▶ [Task objective] Set down every record exactly as it appears.
....
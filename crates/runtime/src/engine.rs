use anyhow::Result;

use cf_core::Tick;
use cf_views::{ActorStats, TickReport};

use crate::source::ParsedBatch;

/// What an engine produced for one tick.
#[derive(Debug, Clone, PartialEq)]
pub struct TickOutcome {
    pub report: TickReport,
    /// Actor/rating pairs the same-tick join produced.
    pub joined_pairs: u64,
}

/// Applies one tick of parsed input to the aggregate state and renders the
/// tick's views. Ticks are handed over strictly in increasing order.
pub trait TickEngine {
    fn run_tick(&mut self, tick: Tick, batch: ParsedBatch) -> Result<TickOutcome>;
}

/// Single-threaded engine: the aggregators are applied in place.
impl TickEngine for ActorStats {
    fn run_tick(&mut self, tick: Tick, batch: ParsedBatch) -> Result<TickOutcome> {
        let joined = self.apply(&batch.appearances, &batch.ratings);
        Ok(TickOutcome {
            report: self.report(tick),
            joined_pairs: joined as u64,
        })
    }
}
....
▶ [Task result]
filename crates/runtime/src/engine.rs
use anyhow::Result;

use cf_core::Tick;
use cf_views::{ActorStats, TickReport};

use crate::source::ParsedBatch;

/// What an engine produced for one tick.
#[derive(Debug, Clone, PartialEq)]
pub struct TickOutcome {
    pub report: TickReport,
    /// Actor/rating pairs the same-tick join produced.
    pub joined_pairs: u64,
}

/// Applies one tick of parsed input to the aggregate state and renders the
/// tick's views. Ticks are handed over strictly in increasing order.
pub trait TickEngine {
    fn run_tick(&mut self, tick: Tick, batch: ParsedBatch) -> Result<TickOutcome>;
}

/// Single-threaded engine: the aggregators are applied in place.
impl TickEngine for ActorStats {
    fn run_tick(&mut self, tick: Tick, batch: ParsedBatch) -> Result<TickOutcome> {
        let joined = self.apply(&batch.appearances, &batch.ratings);
        Ok(TickOutcome {
            report: self.report(tick),
            joined_pairs: joined as u64,
        })
    }
}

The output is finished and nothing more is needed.